### What the exercise asks
Restate each entry shown beneath this instruction, keeping its wording intact.

╭─ Material for this exercise

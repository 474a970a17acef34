//! Process-local TTL cache for ranking results.
//!
//! The cache is constructed once at startup and shared through an `Arc`; the
//! underlying map sits behind a `Mutex`, and no lock is ever held across an `.await`.

use crate::models::CityAggregate;
use std::collections::HashMap;
use std::sync::{Arc, Mutex, MutexGuard};
use std::time::Duration;
use tokio::task::JoinHandle;
use tokio::time::Instant;
use tracing::debug;

/// Five minutes.
pub const DEFAULT_TTL: Duration = Duration::from_millis(300_000);

/// Cached rankings, keyed by query (e.g. `worst-cities:10`).
pub type RankingCache = TtlCache<Vec<CityAggregate>>;

#[derive(Debug, Clone)]
pub struct CacheEntry<V> {
    pub key: String,
    pub data: V,
    pub timestamp: Instant,
    pub expires_at: Instant,
}

impl<V> CacheEntry<V> {
    fn is_expired(&self, now: Instant) -> bool {
        now > self.expires_at
    }
}

#[derive(Debug)]
pub struct TtlCache<V> {
    entries: Mutex<HashMap<String, CacheEntry<V>>>,
    default_ttl: Duration,
}

impl<V: Clone> Default for TtlCache<V> {
    fn default() -> Self {
        Self::new(DEFAULT_TTL)
    }
}

impl<V: Clone> TtlCache<V> {
    pub fn new(default_ttl: Duration) -> Self {
        Self {
            entries: Mutex::new(HashMap::new()),
            default_ttl,
        }
    }

    pub fn default_ttl(&self) -> Duration {
        self.default_ttl
    }

    fn entries(&self) -> MutexGuard<'_, HashMap<String, CacheEntry<V>>> {
        // Each critical section is a single map operation, so a poisoned map is still consistent.
        self.entries.lock().unwrap_or_else(|poisoned| poisoned.into_inner())
    }

    /// Returns the cached value, or `None` if absent or expired. Expired entries are evicted.
    pub fn get(&self, key: &str) -> Option<V> {
        let now = Instant::now();
        let mut entries = self.entries();
        let entry = entries.get(key)?;
        if entry.is_expired(now) {
            debug!(
                "Cache entry {} expired {:?} after it was set, evicting",
                key,
                now - entry.timestamp
            );
            entries.remove(key);
            return None;
        }
        Some(entry.data.clone())
    }

    /// Stores `data` under `key` with the cache's default TTL, replacing any previous entry.
    pub fn set(&self, key: &str, data: V) {
        self.set_with_ttl(key, data, self.default_ttl);
    }

    /// Stores `data` under `key` for `ttl`, replacing any previous entry.
    pub fn set_with_ttl(&self, key: &str, data: V, ttl: Duration) {
        let now = Instant::now();
        let entry = CacheEntry {
            key: key.to_string(),
            data,
            timestamp: now,
            expires_at: now + ttl,
        };
        self.entries().insert(key.to_string(), entry);
    }

    /// Removes every expired entry and returns how many were dropped.
    pub fn clear_expired(&self) -> usize {
        let now = Instant::now();
        let mut entries = self.entries();
        let before = entries.len();
        entries.retain(|_, entry| !entry.is_expired(now));
        before - entries.len()
    }

    pub fn clear(&self) {
        self.entries().clear();
    }

    /// Number of stored entries, expired or not.
    pub fn len(&self) -> usize {
        self.entries().len()
    }

    pub fn is_empty(&self) -> bool {
        self.len() == 0
    }

    /// Keys currently stored, sorted.
    pub fn keys(&self) -> Vec<String> {
        let mut keys: Vec<String> = self.entries().values().map(|e| e.key.clone()).collect();
        keys.sort();
        keys
    }
}

/// Runs `clear_expired` every `interval` until the returned task is aborted.
pub fn spawn_sweeper<V>(cache: Arc<TtlCache<V>>, interval: Duration) -> JoinHandle<()>
where
    V: Clone + Send + 'static,
{
    tokio::spawn(async move {
        let mut ticker = tokio::time::interval(interval);
        // The first tick completes immediately.
        ticker.tick().await;
        loop {
            ticker.tick().await;
            if cache.is_empty() {
                continue;
            }
            let removed = cache.clear_expired();
            if removed > 0 {
                debug!("Cache sweep removed {} expired entries", removed);
            }
        }
    })
}

#[cfg(test)]
mod tests {
    use super::*;

    #[tokio::test(start_paused = true)]
    async fn test_entry_expires_after_ttl() {
        let cache: TtlCache<Vec<u32>> = TtlCache::default();
        cache.set_with_ttl("k", vec![1, 2, 3], Duration::from_millis(100));
        assert_eq!(cache.get("k"), Some(vec![1, 2, 3]));

        tokio::time::sleep(Duration::from_millis(150)).await;

        assert_eq!(cache.get("k"), None);
        // `get` already evicted it.
        assert!(cache.is_empty());
    }

    #[tokio::test(start_paused = true)]
    async fn test_clear_expired_removes_stale_entries_only() {
        let cache: TtlCache<&'static str> = TtlCache::default();
        cache.set_with_ttl("stale", "old", Duration::from_millis(100));
        cache.set("fresh", "new");

        tokio::time::sleep(Duration::from_millis(150)).await;

        assert_eq!(cache.len(), 2, "expired entries stay until swept");
        assert_eq!(cache.clear_expired(), 1);
        assert_eq!(cache.keys(), vec!["fresh".to_string()]);
        assert_eq!(cache.get("fresh"), Some("new"));
    }

    #[tokio::test(start_paused = true)]
    async fn test_set_overwrites_and_resets_ttl() {
        let cache: TtlCache<u32> = TtlCache::new(Duration::from_millis(100));
        cache.set("k", 1);
        tokio::time::sleep(Duration::from_millis(80)).await;
        cache.set("k", 2);
        tokio::time::sleep(Duration::from_millis(80)).await;
        assert_eq!(cache.get("k"), Some(2));
    }

    #[tokio::test(start_paused = true)]
    async fn test_entry_is_valid_exactly_at_expiry() {
        let cache: TtlCache<u32> = TtlCache::default();
        cache.set_with_ttl("k", 7, Duration::from_millis(100));
        tokio::time::advance(Duration::from_millis(100)).await;
        assert_eq!(cache.get("k"), Some(7));
        tokio::time::advance(Duration::from_millis(1)).await;
        assert_eq!(cache.get("k"), None);
    }

    #[test]
    fn test_clear() {
        let cache: TtlCache<u32> = TtlCache::default();
        cache.set("a", 1);
        cache.set("b", 2);
        cache.clear();
        assert!(cache.is_empty());
        assert_eq!(cache.default_ttl(), DEFAULT_TTL);
    }

    #[tokio::test(start_paused = true)]
    async fn test_sweeper_purges_in_background() {
        let cache = Arc::new(TtlCache::<u32>::default());
        cache.set_with_ttl("k", 1, Duration::from_millis(100));
        let sweeper = spawn_sweeper(Arc::clone(&cache), Duration::from_secs(60));

        tokio::time::sleep(Duration::from_secs(61)).await;

        assert!(cache.is_empty());
        sweeper.abort();
    }
}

╰─

### Result below
repository 474a970a17acef34
//! Process-local TTL cache for ranking results.
//!
//! The cache is constructed once at startup and shared through an `Arc`; the
//! underlying map sits behind a `Mutex`, and no lock is ever held across an `.await`.

use crate::models::CityAggregate;
use std::collections::HashMap;
use std::sync::{Arc, Mutex, MutexGuard};
use std::time::Duration;
use tokio::task::JoinHandle;
use tokio::time::Instant;
use tracing::debug;

/// Five minutes.
pub const DEFAULT_TTL: Duration = Duration::from_millis(300_000);

/// Cached rankings, keyed by query (e.g. `worst-cities:10`).
pub type RankingCache = TtlCache<Vec<CityAggregate>>;

#[derive(Debug, Clone)]
pub struct CacheEntry<V> {
    pub key: String,
    pub data: V,
    pub timestamp: Instant,
    pub expires_at: Instant,
}

impl<V> CacheEntry<V> {
    fn is_expired(&self, now: Instant) -> bool {
        now > self.expires_at
    }
}

#[derive(Debug)]
pub struct TtlCache<V> {
    entries: Mutex<HashMap<String, CacheEntry<V>>>,
    default_ttl: Duration,
}

impl<V: Clone> Default for TtlCache<V> {
    fn default() -> Self {
        Self::new(DEFAULT_TTL)
    }
}

impl<V: Clone> TtlCache<V> {
    pub fn new(default_ttl: Duration) -> Self {
        Self {
            entries: Mutex::new(HashMap::new()),
            default_ttl,
        }
    }

    pub fn default_ttl(&self) -> Duration {
        self.default_ttl
    }

    fn entries(&self) -> MutexGuard<'_, HashMap<String, CacheEntry<V>>> {
        // Each critical section is a single map operation, so a poisoned map is still consistent.
        self.entries.lock().unwrap_or_else(|poisoned| poisoned.into_inner())
    }

    /// Returns the cached value, or `None` if absent or expired. Expired entries are evicted.
    pub fn get(&self, key: &str) -> Option<V> {
        let now = Instant::now();
        let mut entries = self.entries();
        let entry = entries.get(key)?;
        if entry.is_expired(now) {
            debug!(
                "Cache entry {} expired {:?} after it was set, evicting",
                key,
                now - entry.timestamp
            );
            entries.remove(key);
            return None;
        }
        Some(entry.data.clone())
    }

    /// Stores `data` under `key` with the cache's default TTL, replacing any previous entry.
    pub fn set(&self, key: &str, data: V) {
        self.set_with_ttl(key, data, self.default_ttl);
    }

    /// Stores `data` under `key` for `ttl`, replacing any previous entry.
    pub fn set_with_ttl(&self, key: &str, data: V, ttl: Duration) {
        let now = Instant::now();
        let entry = CacheEntry {
            key: key.to_string(),
            data,
            timestamp: now,
            expires_at: now + ttl,
        };
        self.entries().insert(key.to_string(), entry);
    }

    /// Removes every expired entry and returns how many were dropped.
    pub fn clear_expired(&self) -> usize {
        let now = Instant::now();
        let mut entries = self.entries();
        let before = entries.len();
        entries.retain(|_, entry| !entry.is_expired(now));
        before - entries.len()
    }

    pub fn clear(&self) {
        self.entries().clear();
    }

    /// Number of stored entries, expired or not.
    pub fn len(&self) -> usize {
        self.entries().len()
    }

    pub fn is_empty(&self) -> bool {
        self.len() == 0
    }

    /// Keys currently stored, sorted.
    pub fn keys(&self) -> Vec<String> {
        let mut keys: Vec<String> = self.entries().values().map(|e| e.key.clone()).collect();
        keys.sort();
        keys
    }
}

/// Runs `clear_expired` every `interval` until the returned task is aborted.
pub fn spawn_sweeper<V>(cache: Arc<TtlCache<V>>, interval: Duration) -> JoinHandle<()>
where
    V: Clone + Send + 'static,
{
    tokio::spawn(async move {
        let mut ticker = tokio::time::interval(interval);
        // The first tick completes immediately.
        ticker.tick().await;
        loop {
            ticker.tick().await;
            if cache.is_empty() {
                continue;
            }
            let removed = cache.clear_expired();
            if removed > 0 {
                debug!("Cache sweep removed {} expired entries", removed);
            }
        }
    })
}

#[cfg(test)]
mod tests {
    use super::*;

    #[tokio::test(start_paused = true)]
    async fn test_entry_expires_after_ttl() {
        let cache: TtlCache<Vec<u32>> = TtlCache::default();
        cache.set_with_ttl("k", vec![1, 2, 3], Duration::from_millis(100));
        assert_eq!(cache.get("k"), Some(vec![1, 2, 3]));

        tokio::time::sleep(Duration::from_millis(150)).await;

        assert_eq!(cache.get("k"), None);
        // `get` already evicted it.
        assert!(cache.is_empty());
    }

    #[tokio::test(start_paused = true)]
    async fn test_clear_expired_removes_stale_entries_only() {
        let cache: TtlCache<&'static str> = TtlCache::default();
        cache.set_with_ttl("stale", "old", Duration::from_millis(100));
        cache.set("fresh", "new");

        tokio::time::sleep(Duration::from_millis(150)).await;

        assert_eq!(cache.len(), 2, "expired entries stay until swept");
        assert_eq!(cache.clear_expired(), 1);
        assert_eq!(cache.keys(), vec!["fresh".to_string()]);
        assert_eq!(cache.get("fresh"), Some("new"));
    }

    #[tokio::test(start_paused = true)]
    async fn test_set_overwrites_and_resets_ttl() {
        let cache: TtlCache<u32> = TtlCache::new(Duration::from_millis(100));
        cache.set("k", 1);
        tokio::time::sleep(Duration::from_millis(80)).await;
        cache.set("k", 2);
        tokio::time::sleep(Duration::from_millis(80)).await;
        assert_eq!(cache.get("k"), Some(2));
    }

    #[tokio::test(start_paused = true)]
    async fn test_entry_is_valid_exactly_at_expiry() {
        let cache: TtlCache<u32> = TtlCache::default();
        cache.set_with_ttl("k", 7, Duration::from_millis(100));
        tokio::time::advance(Duration::from_millis(100)).await;
        assert_eq!(cache.get("k"), Some(7));
        tokio::time::advance(Duration::from_millis(1)).await;
        assert_eq!(cache.get("k"), None);
    }

    #[test]
    fn test_clear() {
        let cache: TtlCache<u32> = TtlCache::default();
        cache.set("a", 1);
        cache.set("b", 2);
        cache.clear();
        assert!(cache.is_empty());
        assert_eq!(cache.default_ttl(), DEFAULT_TTL);
    }

    #[tokio::test(start_paused = true)]
    async fn test_sweeper_purges_in_background() {
        let cache = Arc::new(TtlCache::<u32>::default());
        cache.set_with_ttl("k", 1, Duration::from_millis(100));
        let sweeper = spawn_sweeper(Arc::clone(&cache), Duration::from_secs(60));

        tokio::time::sleep(Duration::from_secs(61)).await;

        assert!(cache.is_empty());
        sweeper.abort();
    }
}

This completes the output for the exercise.